## Task instructions
Look below for the line containing "renamed.insert(key, value);". Output it and each remaining line of the entries exactly, and nothing else.

## Dataset excerpts
= = = =

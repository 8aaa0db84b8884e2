//! YAML documents in the layout the compliance engine reads.
//!
//! Attribute names are stored with underscores (`id_`, `from_`,
//! `legal_impact_for_the_user`). On output every key has its underscores
//! turned into spaces and trailing whitespace dropped, so `id_` becomes `id`
//! and `legal_impact_for_the_user` becomes `legal impact for the user`.
//! Keys are written sorted.

use crate::utils::error::Result;
use serde::Serialize;
use serde_yaml::{Mapping, Value};

pub fn wire_key(attribute: &str) -> String {
    attribute.replace('_', " ").trim_end().to_string()
}

pub fn to_document<T: Serialize>(entity: &T) -> Result<Value> {
    let value = serde_yaml::to_value(entity)?;
    Ok(rename_keys(value))
}

pub fn to_yaml<T: Serialize>(entity: &T) -> Result<String> {
    let document = to_document(entity)?;
    Ok(serde_yaml::to_string(&document)?)
}

fn rename_keys(value: Value) -> Value {
    match value {
        Value::Mapping(mapping) => {
            let mut entries: Vec<(Value, Value)> = mapping
                .into_iter()
                .map(|(key, value)| (rename_key(key), rename_keys(value)))
                .collect();
            entries.sort_by(|(a, _), (b, _)| a.as_str().cmp(&b.as_str()));

            let mut renamed = Mapping::new();
            for (key, value) in entries {
                renamed.insert(key, value);
            }
            Value::Mapping(renamed)
        }
        Value::Sequence(items) => Value::Sequence(items.into_iter().map(rename_keys).collect()),
        Value::Tagged(mut tagged) => {
            let inner = std::mem::replace(&mut tagged.value, Value::Null);
            tagged.value = rename_keys(inner);
            Value::Tagged(tagged)
        }
        scalar => scalar,
    }
}

fn rename_key(key: Value) -> Value {
    match key {
        Value::String(name) => Value::String(wire_key(&name)),
        other => other,
    }
}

= = = =

## Written answer
                renamed.insert(key, value);
            }
            Value::Mapping(renamed)
        }
        Value::Sequence(items) => Value::Sequence(items.into_iter().map(rename_keys).collect()),
        Value::Tagged(mut tagged) => {
            let inner = std::mem::replace(&mut tagged.value, Value::Null);
            tagged.value = rename_keys(inner);
            Value::Tagged(tagged)
        }
        scalar => scalar,
    }
}

fn rename_key(key: Value) -> Value {
    match key {
        Value::String(name) => Value::String(wire_key(&name)),
        other => other,
    }
}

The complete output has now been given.